- **WHAT TO DO**:
Find the string "writeln" in the records and copy each line where it occurs.

===== EXTRACTED RECORDS =====

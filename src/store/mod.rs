//! Best-score persistence
//!
//! The engine never talks to a store directly. The driver reads the best
//! score before a session and hands new best scores to a [`ScoreStore`]
//! when the engine reports them.

mod file;
mod memory;

pub use file::JsonFileStore;
pub use memory::MemoryStore;

use std::collections::BTreeMap;

use chrono::{DateTime, Utc};
use serde::{Deserialize, Serialize};

use crate::models::constants::ANONYMOUS_KEY;
use crate::models::errors::StoreResult;

/// Persisted best score of one identity.
#[derive(Debug, Clone, PartialEq, Eq, Serialize, Deserialize)]
pub struct ScoreRecord {
    pub display_name: String,
    pub high_score: u32,
    pub created_at: DateTime<Utc>,
    pub last_updated: DateTime<Utc>,
}

/// One row of the leaderboard. Ranks start at 1.
#[derive(Debug, Clone, PartialEq, Eq)]
pub struct LeaderboardEntry {
    pub rank: usize,
    pub user: String,
    pub display_name: String,
    pub high_score: u32,
}

/// Durable best-score storage keyed by an optional user identity.
pub trait ScoreStore {
    /// Best score recorded for `user`, 0 when absent.
    fn read_best_score(&self, user: Option<&str>) -> StoreResult<u32>;

    /// Record `score` for `user`. A lower score never replaces a higher one.
    ///
    /// `display_name` is what the leaderboard shows; the user key is used
    /// when it is absent.
    fn write_best_score(
        &mut self,
        user: Option<&str>,
        display_name: Option<&str>,
        score: u32,
    ) -> StoreResult<()>;

    /// Top `limit` signed-in users ordered by high score.
    fn leaderboard(&self, limit: usize) -> StoreResult<Vec<LeaderboardEntry>>;
}

pub(crate) type ScoreTable = BTreeMap<String, ScoreRecord>;

pub(crate) fn store_key(user: Option<&str>) -> &str {
    user.unwrap_or(ANONYMOUS_KEY)
}

pub(crate) fn best_score(table: &ScoreTable, user: Option<&str>) -> u32 {
    table
        .get(store_key(user))
        .map(|record| record.high_score)
        .unwrap_or(0)
}

/// Insert or raise the record for `user`. Returns true if the table changed.
pub(crate) fn raise_score(
    table: &mut ScoreTable,
    user: Option<&str>,
    display_name: Option<&str>,
    score: u32,
    now: DateTime<Utc>,
) -> bool {
    let key = store_key(user);
    match table.get_mut(key) {
        Some(record) if record.high_score >= score => false,
        Some(record) => {
            record.high_score = score;
            record.last_updated = now;
            if let Some(name) = display_name {
                record.display_name = name.to_string();
            }
            true
        }
        None => {
            table.insert(
                key.to_string(),
                ScoreRecord {
                    display_name: display_name.unwrap_or(key).to_string(),
                    high_score: score,
                    created_at: now,
                    last_updated: now,
                },
            );
            true
        }
    }
}

/// Signed-in users by descending high score, ties broken by user key.
pub(crate) fn rank(table: &ScoreTable, limit: usize) -> Vec<LeaderboardEntry> {
    let mut rows: Vec<(&String, &ScoreRecord)> = table
        .iter()
        .filter(|(user, _)| user.as_str() != ANONYMOUS_KEY)
        .collect();
    rows.sort_by(|a, b| b.1.high_score.cmp(&a.1.high_score).then_with(|| a.0.cmp(b.0)));

    rows.into_iter()
        .take(limit)
        .enumerate()
        .map(|(i, (user, record))| LeaderboardEntry {
            rank: i + 1,
            user: user.clone(),
            display_name: record.display_name.clone(),
            high_score: record.high_score,
        })
        .collect()
}
use anyhow::{Context, Result};
use clap::Parser;
use tracing_subscriber::EnvFilter;

use game2048::cli::args::Args;
use game2048::io::TerminalIO;
use game2048::services::game::Game;
use game2048::services::scores::ScoreSync;
use game2048::store::{JsonFileStore, MemoryStore, ScoreStore};
use game2048::ui::presenters::LeaderboardPresenter;
use game2048::GameEngine;

fn init_tracing(default_filter: &str) {
    // RUST_LOG takes precedence over --log.
    let filter = EnvFilter::try_from_default_env().unwrap_or_else(|_| EnvFilter::new(default_filter));
    let _ = tracing_subscriber::fmt()
        .with_env_filter(filter)
        .with_writer(std::io::stderr)
        .with_target(false)
        .compact()
        .try_init();
}

fn main() -> Result<()> {
    let args = Args::parse();
    init_tracing(&args.log);

    let config = args.resolve_config().context("invalid configuration")?;

    let local: Box<dyn ScoreStore> = match &config.store_path {
        Some(path) => Box::new(
            JsonFileStore::open(path)
                .with_context(|| format!("opening score file {}", path.display()))?,
        ),
        None => Box::new(MemoryStore::new()),
    };
    let remote: Option<Box<dyn ScoreStore>> = match &config.remote_path {
        Some(path) => match JsonFileStore::open(path) {
            Ok(store) => Some(Box::new(store)),
            Err(err) => {
                // Remote scores are optional; play offline.
                tracing::warn!("remote score file {} unavailable: {}", path.display(), err);
                None
            }
        },
        None => None,
    };
    let scores = ScoreSync::new(local, remote, config.user.clone())
        .with_display_name(config.display_name.clone());

    if args.leaderboard {
        let entries = scores.leaderboard(game2048::models::constants::LEADERBOARD_LIMIT)?;
        let mut output = TerminalIO;
        LeaderboardPresenter::show_leaderboard(&entries, config.user.as_deref(), &mut output);
        return Ok(());
    }

    println!("*** 2048 ***");
    println!("JOIN THE TILES, GET TO {}!", config.win_value);
    println!();

    let engine = GameEngine::with_config(&config);
    let mut game = Game::new(engine, scores, TerminalIO, TerminalIO);
    game.run()?;
    Ok(())
}
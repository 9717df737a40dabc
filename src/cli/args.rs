use std::path::PathBuf;

use clap::Parser;

use crate::config::GameConfig;
use crate::models::errors::GameResult;

/// Slide tiles, merge equal neighbours, reach 2048.
#[derive(Parser, Debug)]
#[command(name = "game2048", version)]
pub struct Args {
    /// Seed for the random number generator
    #[arg(short, long)]
    pub seed: Option<u64>,

    /// Board side length
    #[arg(long, value_name = "N")]
    pub size: Option<usize>,

    /// Tile value that wins the game
    #[arg(long, value_name = "VALUE")]
    pub win: Option<u32>,

    /// TOML configuration file
    #[arg(short, long, value_name = "FILE")]
    pub config: Option<PathBuf>,

    /// Local best-score file
    #[arg(long, value_name = "FILE")]
    pub store: Option<PathBuf>,

    /// Shared score file used for the leaderboard
    #[arg(long, value_name = "FILE")]
    pub remote: Option<PathBuf>,

    /// User identity scores are recorded under
    #[arg(short, long)]
    pub user: Option<String>,

    /// Name shown on the leaderboard
    #[arg(long, value_name = "NAME")]
    pub name: Option<String>,

    /// Print the leaderboard and exit
    #[arg(long)]
    pub leaderboard: bool,

    /// Log filter, e.g. "game2048=debug"
    #[arg(long, default_value = "warn")]
    pub log: String,
}

impl Args {
    /// Load the config file if given, then apply command-line overrides.
    pub fn resolve_config(&self) -> GameResult<GameConfig> {
        let mut config = match &self.config {
            Some(path) => GameConfig::from_toml(path)?,
            None => GameConfig::default(),
        };

        if let Some(seed) = self.seed {
            config.seed = Some(seed);
        }
        if let Some(size) = self.size {
            config.board_size = size;
        }
        if let Some(win) = self.win {
            config.win_value = win;
        }
        if let Some(store) = &self.store {
            config.store_path = Some(store.clone());
        }
        if let Some(remote) = &self.remote {
            config.remote_path = Some(remote.clone());
        }
        if let Some(user) = &self.user {
            config.user = Some(user.clone());
        }
        if let Some(name) = &self.name {
            config.display_name = Some(name.clone());
        }

        config.validate()?;
        Ok(config)
    }
}

#[cfg(test)]
mod tests {
    use super::*;
    use crate::models::errors::GameError;

    #[test]
    fn flags_override_defaults() {
        let args = Args::parse_from([
            "game2048", "--seed", "5", "--size", "6", "-u", "ada", "--name", "Ada L.",
        ]);
        let config = args.resolve_config().unwrap();
        assert_eq!(config.seed, Some(5));
        assert_eq!(config.board_size, 6);
        assert_eq!(config.user.as_deref(), Some("ada"));
        assert_eq!(config.display_name.as_deref(), Some("Ada L."));
        assert_eq!(config.win_value, 2048);
    }

    #[test]
    fn flags_override_config_file() {
        let dir = tempfile::tempdir().unwrap();
        let path = dir.path().join("game.toml");
        std::fs::write(&path, "board_size = 5\nwin_value = 1024\n").unwrap();
        let args = Args::parse_from([
            "game2048",
            "--config",
            path.to_str().unwrap(),
            "--win",
            "256",
        ]);
        let config = args.resolve_config().unwrap();
        assert_eq!(config.board_size, 5);
        assert_eq!(config.win_value, 256);
    }

    #[test]
    fn invalid_override_is_rejected() {
        let args = Args::parse_from(["game2048", "--size", "1"]);
        assert!(matches!(args.resolve_config(), Err(GameError::InvalidConfig(_))));
    }
}
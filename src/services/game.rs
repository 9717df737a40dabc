use std::io;

use crate::game_engine::{GameEngine, GameState};
use crate::io::{InputReader, OutputWriter};
use crate::models::constants::LEADERBOARD_LIMIT;
use crate::models::direction::Direction;
use crate::models::errors::GameResult;
use crate::services::scores::ScoreSync;
use crate::ui::presenters::{BoardPresenter, LeaderboardPresenter, ScorePresenter};
use crate::ui::TerminalView;

/// Terminal front end: feeds commands to the engine and persists best scores.
pub struct Game<I: InputReader, O: OutputWriter> {
    pub engine: GameEngine,
    scores: ScoreSync,
    io: I,
    output: O,
}

impl<I: InputReader, O: OutputWriter> Game<I, O> {
    pub fn new(engine: GameEngine, scores: ScoreSync, io: I, output: O) -> Self {
        Game {
            engine,
            scores,
            io,
            output,
        }
    }

    pub fn output(&self) -> &O {
        &self.output
    }

    pub fn run(&mut self) -> GameResult<()> {
        self.new_game();

        loop {
            let input = match self.io.read_line("MOVE") {
                Ok(line) => line,
                Err(err) if err.kind() == io::ErrorKind::UnexpectedEof => break,
                Err(err) => return Err(err.into()),
            };

            match input.trim().to_ascii_lowercase().as_str() {
                "" => continue,
                "q" | "quit" => {
                    self.output.writeln("GOODBYE.");
                    break;
                }
                "n" | "new" => self.new_game(),
                "c" | "continue" => {
                    if self.engine.state() == GameState::Won {
                        self.engine.continue_play();
                    }
                    self.show();
                }
                "b" | "board" => self.show_leaderboard(),
                "h" | "help" | "?" => Self::print_command_menu(&mut self.output),
                other => match other.parse::<Direction>() {
                    Ok(direction) => self.play(direction),
                    Err(e) => {
                        self.output.writeln(&format!("Error: {}", e));
                        Self::print_command_menu(&mut self.output);
                    }
                },
            }
        }

        self.flush_score();
        Ok(())
    }

    /// Start a session seeded with the reconciled best score.
    pub fn new_game(&mut self) {
        let best = self.scores.reconcile().max(self.engine.best_score());
        let mut view = TerminalView::new(&mut self.output, self.engine.win_value());
        self.engine.start(best, &mut view);
        self.show();
    }

    /// Run one direction through the engine pipeline.
    pub fn play(&mut self, direction: Direction) {
        let mut view = TerminalView::new(&mut self.output, self.engine.win_value());
        self.engine.submit_direction(direction, &mut view);
        let pending = view.take_pending_best();
        let dirty = view.board_dirty();

        if let Some(best) = pending {
            self.scores.persist(best);
        }
        if dirty {
            self.show();
        } else if !self.engine.is_over() {
            self.output.writeln(&format!("CANNOT MOVE {}", direction.name().to_uppercase()));
        }
    }

    fn flush_score(&mut self) {
        let score = self.engine.current_score();
        if score > 0 && score >= self.engine.best_score() {
            self.scores.persist(self.engine.best_score());
        }
    }

    fn show(&mut self) {
        ScorePresenter::show_scores(
            self.engine.current_score(),
            self.engine.best_score(),
            &mut self.output,
        );
        BoardPresenter::show_board(self.engine.board(), &mut self.output);
    }

    fn show_leaderboard(&mut self) {
        match self.scores.leaderboard(LEADERBOARD_LIMIT) {
            Ok(entries) => {
                LeaderboardPresenter::show_leaderboard(&entries, self.scores.user(), &mut self.output)
            }
            Err(e) => {
                tracing::warn!("leaderboard unavailable: {}", e);
                self.output.writeln("LEADERBOARD IS NOT AVAILABLE");
            }
        }
    }

    fn print_command_menu(output: &mut dyn OutputWriter) {
        output.writeln("   W / UP     = SLIDE UP");
        output.writeln("   A / LEFT   = SLIDE LEFT");
        output.writeln("   S / DOWN   = SLIDE DOWN");
        output.writeln("   D / RIGHT  = SLIDE RIGHT");
        output.writeln("   C          = CONTINUE AFTER WINNING");
        output.writeln("   N          = NEW GAME");
        output.writeln("   B          = LEADERBOARD");
        output.writeln("   Q          = QUIT");
    }
}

=====

- **THE ANSWER**:
                    self.output.writeln("GOODBYE.");
                        self.output.writeln(&format!("Error: {}", e));
            self.output.writeln(&format!("CANNOT MOVE {}", direction.name().to_uppercase()));
                self.output.writeln("LEADERBOARD IS NOT AVAILABLE");
        output.writeln("   W / UP     = SLIDE UP");
        output.writeln("   A / LEFT   = SLIDE LEFT");
        output.writeln("   S / DOWN   = SLIDE DOWN");
        output.writeln("   D / RIGHT  = SLIDE RIGHT");
        output.writeln("   C          = CONTINUE AFTER WINNING");
        output.writeln("   N          = NEW GAME");
        output.writeln("   B          = LEADERBOARD");
        output.writeln("   Q          = QUIT");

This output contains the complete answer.